I wrote the attached document, in hope that this historical backdrop related in Cyriaca's story would help me understand the up-coming Play, chapter 8 of The Claw, the Tale of the Student and His Son, and the Spring Wind story, I broke down Cyriaca’s story in Sword of the Lictor and applied interpretations as best I can. 

Ultimately it didn't elucidate any of those other stories for me at this time -- for me they didn't.

The parts in RED signal a sentence I cannot, to my satisfaction, interpret.

If you have a better end-to-end interpretation, or an interpretation of the sentences I’m struggling with, I’d really like to hear them.

- James



Comments

I have some ideas on parts of this: firstly, I’m taking the individual companions mentioned in the middle of the story to be being like the aquastors Malrubius and Triskele.
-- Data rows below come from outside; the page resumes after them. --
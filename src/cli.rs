use clap::{Parser, ValueEnum};
use log::LevelFilter;
use roomtracer::constants::{WINDOW_HEIGHT, WINDOW_WIDTH};
use std::path::PathBuf;

#[derive(Debug, Clone, ValueEnum)]
pub enum LogLevel {
    Error,
    Warn,
    Info,
    Debug,
    Trace,
}

impl From<LogLevel> for LevelFilter {
    fn from(level: LogLevel) -> Self {
        match level {
            LogLevel::Error => LevelFilter::Error,
            LogLevel::Warn => LevelFilter::Warn,
            LogLevel::Info => LevelFilter::Info,
            LogLevel::Debug => LevelFilter::Debug,
            LogLevel::Trace => LevelFilter::Trace,
        }
    }
}

#[derive(Parser, Debug)]
#[command(name = "roomtracer")]
#[command(about = "Recursive ray tracer for spheres in a room")]
pub struct Args {
    /// Image width in pixels
    #[arg(long, default_value_t = WINDOW_WIDTH as u32)]
    pub width: u32,

    /// Image height in pixels
    #[arg(long, default_value_t = WINDOW_HEIGHT as u32)]
    pub height: u32,

    /// Maximum number of mirror bounces per primary ray [default: 10]
    #[arg(long, short = 'b')]
    pub bounces: Option<u32>,

    /// Distance from the eye to the screen plane [default: 2000]
    #[arg(long)]
    pub eye_distance: Option<f64>,

    /// Trace one pixel per NxN block (preview speed-up)
    #[arg(long, short = 's', default_value_t = 1)]
    pub stride: u32,

    /// YAML scene description; the built-in scene is used when omitted
    #[arg(long)]
    pub scene: Option<PathBuf>,

    /// Write a PNG instead of opening a window
    #[arg(short, long)]
    pub output: Option<PathBuf>,

    #[arg(long, default_value = "info")]
    pub log_level: LogLevel,
}
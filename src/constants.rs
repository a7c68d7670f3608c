use crate::vec3::Color;

pub const WINDOW_WIDTH: usize = 1280;
pub const WINDOW_HEIGHT: usize = 720;

/// Distance from the eye to the screen plane at z = 0.
pub const EYE_DISTANCE: f64 = 2000.0;
pub const MAX_BOUNCES: u32 = 10;

pub const BACK_WALL_Z: f64 = 1500.0;
pub const WALL_COLOR: Color = Color::new(200.0, 200.0, 200.0);
pub const WALL_SPECULAR: f64 = 1000.0;

pub const BACKGROUND: Color = Color::new(0.0, 0.0, 0.0);
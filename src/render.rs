use crate::error::{RenderError, Result};
use crate::ray::Ray;
use crate::scene::Scene;
use crate::trace::cast;
use crate::vec3::{Color, Vec3};
use log::{info, trace};
use rayon::prelude::*;
use std::time::Instant;

/// Receives finished pixels. Colors arrive unclamped; turning them into
/// display values is up to the sink.
pub trait PixelSink {
    fn write_pixel(&mut self, x: u32, y: u32, color: Color);
}

impl<F> PixelSink for F
where
    F: FnMut(u32, u32, f64, f64, f64),
{
    fn write_pixel(&mut self, x: u32, y: u32, color: Color) {
        self(x, y, color.x, color.y, color.z)
    }
}

#[derive(Clone, Copy, Debug)]
pub struct RenderOptions {
    /// Trace one pixel per `stride x stride` block and repeat its color over
    /// the block. 1 traces every pixel.
    pub stride: u32,
}

impl Default for RenderOptions {
    fn default() -> Self {
        Self { stride: 1 }
    }
}

/// Ray from the screen pixel `(x, y)` away from an eye sitting
/// `eye_distance` behind the screen center.
pub fn primary_ray(x: u32, y: u32, width: u32, height: u32, eye_distance: f64) -> Result<Ray> {
    let sx = x as f64 - width as f64 / 2.0;
    let sy = y as f64 - height as f64 / 2.0;
    Ray::new(Vec3::new(sx, sy, 0.0), Vec3::new(sx, sy, eye_distance))
}

pub fn pixel_color(scene: &Scene, x: u32, y: u32, width: u32, height: u32) -> Result<Color> {
    let mut ray = primary_ray(x, y, width, height, scene.eye_distance)?;
    cast(scene, &mut ray)?;
    Ok(ray.color)
}

/// Renders every pixel in row-major order into `sink`. The scene's room must
/// be at least as large as the viewport, see [`Room::for_viewport`].
///
/// [`Room::for_viewport`]: crate::room::Room::for_viewport
pub fn render<S: PixelSink>(scene: &Scene, width: u32, height: u32, sink: &mut S) -> Result<()> {
    render_with(scene, width, height, &RenderOptions::default(), sink)
}

pub fn render_with<S: PixelSink>(
    scene: &Scene,
    width: u32,
    height: u32,
    options: &RenderOptions,
    sink: &mut S,
) -> Result<()> {
    check_viewport(scene, width, height, options)?;
    let start = Instant::now();
    let stride = options.stride;

    for y in (0..height).step_by(stride as usize) {
        for x in (0..width).step_by(stride as usize) {
            let color = pixel_color(scene, x, y, width, height)?;
            for by in y..(y + stride).min(height) {
                for bx in x..(x + stride).min(width) {
                    sink.write_pixel(bx, by, color);
                }
            }
        }
        trace!("Row {y} done");
    }

    info!("Rendered {width}x{height} in {:.2?}", start.elapsed());
    Ok(())
}

/// Parallel render into a row-major buffer of `width * height` colors.
///
/// Bands of `stride` rows are handed to rayon workers; each worker only
/// writes its own band and the scene is shared read-only.
pub fn render_frame(
    scene: &Scene,
    width: u32,
    height: u32,
    options: &RenderOptions,
    buffer: &mut [Color],
) -> Result<()> {
    check_viewport(scene, width, height, options)?;
    let expected = width as usize * height as usize;
    if buffer.len() != expected {
        return Err(RenderError::InvalidViewport {
            width,
            height,
            reason: format!("buffer holds {} pixels, expected {expected}", buffer.len()),
        });
    }

    let start = Instant::now();
    let row_len = width as usize;
    let stride = options.stride as usize;

    buffer
        .par_chunks_mut(row_len * stride)
        .enumerate()
        .try_for_each(|(band, pixels)| -> Result<()> {
            let y = (band * stride) as u32;
            let rows = pixels.len() / row_len;
            for x in (0..row_len).step_by(stride) {
                let color = pixel_color(scene, x as u32, y, width, height)?;
                for row in 0..rows {
                    let line = &mut pixels[row * row_len..(row + 1) * row_len];
                    let end = (x + stride).min(row_len);
                    line[x..end].fill(color);
                }
            }
            trace!("Band {band} done");
            Ok(())
        })?;

    info!(
        "Rendered {width}x{height} on {} threads in {:.2?}",
        rayon::current_num_threads(),
        start.elapsed()
    );
    Ok(())
}

/// Primary rays start on the screen plane, which has to fit inside the room's
/// side walls, floor and ceiling.
fn check_viewport(scene: &Scene, width: u32, height: u32, options: &RenderOptions) -> Result<()> {
    let (half_w, half_h) = (width as f64 / 2.0, height as f64 / 2.0);
    let room = &scene.room;
    let reason = if width == 0 || height == 0 {
        "dimensions must be non-zero".to_string()
    } else if options.stride == 0 {
        "stride must be at least 1".to_string()
    } else if room.left > -half_w
        || room.right < half_w
        || room.ceiling > -half_h
        || room.floor < half_h
    {
        format!(
            "screen does not fit the room (x {}..{}, y {}..{})",
            room.left, room.right, room.ceiling, room.floor
        )
    } else {
        return Ok(());
    };
    Err(RenderError::InvalidViewport {
        width,
        height,
        reason,
    })
}
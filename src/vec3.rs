use crate::error::{RenderError, Result};
use std::ops::{Add, Mul, Neg, Sub};

#[derive(Debug, Clone, Copy, PartialEq, Default)]
pub struct Vec3 {
    pub x: f64,
    pub y: f64,
    pub z: f64,
}

/// RGB triple, channels nominally in 0..=255 but never clamped here.
pub type Color = Vec3;

impl Vec3 {
    pub const ZERO: Vec3 = Vec3::new(0.0, 0.0, 0.0);

    pub const fn new(x: f64, y: f64, z: f64) -> Self {
        Vec3 { x, y, z }
    }
    pub fn dot(&self, other: Vec3) -> f64 {
        self.x * other.x + self.y * other.y + self.z * other.z
    }
    pub fn magnitude(&self) -> f64 {
        self.dot(*self).sqrt()
    }
    /// Fails on a zero-length vector instead of producing NaNs.
    pub fn normalize(&self) -> Result<Vec3> {
        let len = self.magnitude();
        if len == 0.0 || !len.is_finite() {
            return Err(RenderError::ZeroLengthVector);
        }
        Ok(Vec3::new(self.x / len, self.y / len, self.z / len))
    }
    pub fn mul_vec(&self, other: Vec3) -> Vec3 {
        Vec3::new(self.x * other.x, self.y * other.y, self.z * other.z)
    }
    pub fn is_finite(&self) -> bool {
        self.x.is_finite() && self.y.is_finite() && self.z.is_finite()
    }
}

impl Add for Vec3 {
    type Output = Vec3;
    fn add(self, o: Vec3) -> Vec3 {
        Vec3::new(self.x + o.x, self.y + o.y, self.z + o.z)
    }
}
impl Sub for Vec3 {
    type Output = Vec3;
    fn sub(self, o: Vec3) -> Vec3 {
        Vec3::new(self.x - o.x, self.y - o.y, self.z - o.z)
    }
}
impl Mul<f64> for Vec3 {
    type Output = Vec3;
    fn mul(self, s: f64) -> Vec3 {
        Vec3::new(self.x * s, self.y * s, self.z * s)
    }
}
impl Mul<Vec3> for f64 {
    type Output = Vec3;
    fn mul(self, v: Vec3) -> Vec3 {
        Vec3::new(self * v.x, self * v.y, self * v.z)
    }
}
impl Neg for Vec3 {
    type Output = Vec3;
    fn neg(self) -> Vec3 {
        Vec3::new(-self.x, -self.y, -self.z)
    }
}
use crate::vec3::{Color, Vec3};

#[derive(Clone, Copy, Debug, PartialEq)]
pub struct Sphere {
    pub center: Vec3,
    pub radius: f64,
    pub color: Color,
    /// Phong exponent, `None` disables the specular highlight.
    pub specular: Option<f64>,
    /// Mirror blend factor, 0 is fully diffuse.
    pub reflectivity: f64,
}

impl Sphere {
    pub fn new(
        center: Vec3,
        radius: f64,
        color: Color,
        specular: Option<f64>,
        reflectivity: f64,
    ) -> Self {
        Self {
            center,
            radius,
            color,
            specular,
            reflectivity,
        }
    }

    /// Nearest accepted root of |O + tD - C|^2 = r^2.
    ///
    /// `t1` is tried first and `t2` only when `t1` is not positive; tangent
    /// rays (zero discriminant) count as a miss. `direction` need not be unit
    /// length.
    pub fn intersect(&self, origin: Vec3, direction: Vec3) -> Option<f64> {
        let oc = origin - self.center;
        let a = direction.dot(direction);
        let b = 2.0 * direction.dot(oc);
        let c = oc.dot(oc) - self.radius * self.radius;
        let discriminant = b * b - 4.0 * a * c;
        if discriminant <= 0.0 {
            return None;
        }
        let sqrt_d = discriminant.sqrt();
        let t1 = (-b - sqrt_d) / (2.0 * a);
        let t2 = (-b + sqrt_d) / (2.0 * a);
        if t1 > 0.0 && t1 < f64::INFINITY {
            Some(t1)
        } else if t2 > 0.0 && t2 < f64::INFINITY {
            Some(t2)
        } else {
            None
        }
    }
}

/// Result of the closest-sphere search. `index` is the sphere's position in
/// the scene and serves as its identity.
#[derive(Clone, Copy, Debug)]
pub struct SphereHit<'a> {
    pub t: f64,
    pub index: usize,
    pub sphere: &'a Sphere,
}

#[derive(Clone, Copy, Debug, PartialEq)]
pub enum Light {
    Ambient { intensity: f64 },
    Point { position: Vec3, intensity: f64 },
    /// `direction` points from the surface toward the light and is used as
    /// given, without normalization.
    Directional { direction: Vec3, intensity: f64 },
}

impl Light {
    pub fn intensity(&self) -> f64 {
        match *self {
            Light::Ambient { intensity }
            | Light::Point { intensity, .. }
            | Light::Directional { intensity, .. } => intensity,
        }
    }
}

#[cfg(test)]
mod tests {
    use super::*;
    use approx::assert_abs_diff_eq;

    fn sphere_at(center: Vec3, radius: f64) -> Sphere {
        Sphere::new(center, radius, Color::new(255.0, 0.0, 0.0), None, 0.0)
    }

    #[test]
    fn head_on_ray_reports_entry_point() {
        let sphere = sphere_at(Vec3::new(0.0, 0.0, 300.0), 100.0);
        let t = sphere.intersect(Vec3::ZERO, Vec3::new(0.0, 0.0, 1.0));
        assert_eq!(t, Some(200.0));
    }

    #[test]
    fn unnormalized_direction_scales_t() {
        let sphere = sphere_at(Vec3::new(0.0, 0.0, 300.0), 100.0);
        let t = sphere.intersect(Vec3::ZERO, Vec3::new(0.0, 0.0, 4.0)).unwrap();
        assert_abs_diff_eq!(t, 50.0, epsilon = 1e-9);
    }

    #[test]
    fn origin_inside_sphere_returns_exit_root() {
        let sphere = sphere_at(Vec3::ZERO, 10.0);
        let t = sphere.intersect(Vec3::ZERO, Vec3::new(1.0, 0.0, 0.0));
        assert_eq!(t, Some(10.0));
    }

    #[test]
    fn sphere_behind_origin_is_missed() {
        let sphere = sphere_at(Vec3::new(0.0, 0.0, -300.0), 100.0);
        assert_eq!(sphere.intersect(Vec3::ZERO, Vec3::new(0.0, 0.0, 1.0)), None);
    }

    #[test]
    fn tangent_ray_is_a_miss() {
        let sphere = sphere_at(Vec3::new(0.0, 100.0, 300.0), 100.0);
        assert_eq!(sphere.intersect(Vec3::ZERO, Vec3::new(0.0, 0.0, 1.0)), None);
    }

    #[test]
    fn ray_outside_silhouette_misses() {
        let sphere = sphere_at(Vec3::new(0.0, 0.0, 300.0), 100.0);
        let t = sphere.intersect(Vec3::new(150.0, 0.0, 0.0), Vec3::new(0.0, 0.0, 1.0));
        assert_eq!(t, None);
    }

    #[test]
    fn light_intensity_for_every_kind() {
        let lights = [
            Light::Ambient { intensity: 0.2 },
            Light::Point {
                position: Vec3::ZERO,
                intensity: 0.6,
            },
            Light::Directional {
                direction: Vec3::new(1.0, 5.0, -1.0),
                intensity: 0.8,
            },
        ];
        let total: f64 = lights.iter().map(Light::intensity).sum();
        assert_abs_diff_eq!(total, 1.6, epsilon = 1e-12);
    }
}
I personally assumed this was confirmed right before they leave Severian on the beach of Ocean when Malrubius talks about how they are maintained by “the machine”: “I am Master Malrubius, and Triskele is Triskele. The machine looked among your memories and found us. Our lives in your mind are not so complete as those of Thecla and the old Autarch, but we are there nevertheless, and live while you live. But we are maintained in the physical world by the energies of the machine, and its range is but a few thousand years.” Also, because of the empiric designs of the Autarch-before-there-were-Autarch I had pinned that on Typhon. Based on what I’ve picked up on my current reading, the Citadel was built by tyrannical leader(s) before the institution of the Autarchy. Note the broad history of Nessus and its Walls Jonas gives at the end of Shadow. One thing that is a sticking point for me is that I WANT the ebony case at the center of the library to have actually been built at the direction of and for the never-to-happen retirement of Typhon. Also, when Cyriaca says that the unnamed-but-I-assume-to-be-leader-Typhon couldn’t mimic the earlier empire of the original race because the metaphysical cycle hadn’t been completed, I’m taking that to be an intimation of the Divine Year that is spoken about late in the series. The point being that (1) Typhon couldn’t just recreate the galactic empire by recreating the cultural circumstances and (2) there is a larger metaphysical cycle that is more deeply directing history. I’ve got some other thoughts, but will suffice with these for now

I’ll offer, perhaps not the most astute take, on the sentences in question; that they’re referring to the fact that the ruler, knowing that if he was unsuccessful in the play for reinstating his cold, artless regime to the former power level of his predecessors, (censure and suppression of art and literature is routinely used to control a populace) that he could diminish into his valuable private collection and spend his days enjoying the forbidden books and art that he had stashed away. When that time came though, he found that he had over time, through his striving to remove the wild from humanity, destroyed the last of his own love for things of beauty and creativity. He no longer had the ability to appreciate these things in the collection. He had gambled and lost his humanity (wildness) and now would never be able to recapture it again. Perhaps too simple a take but it’s what I got from it.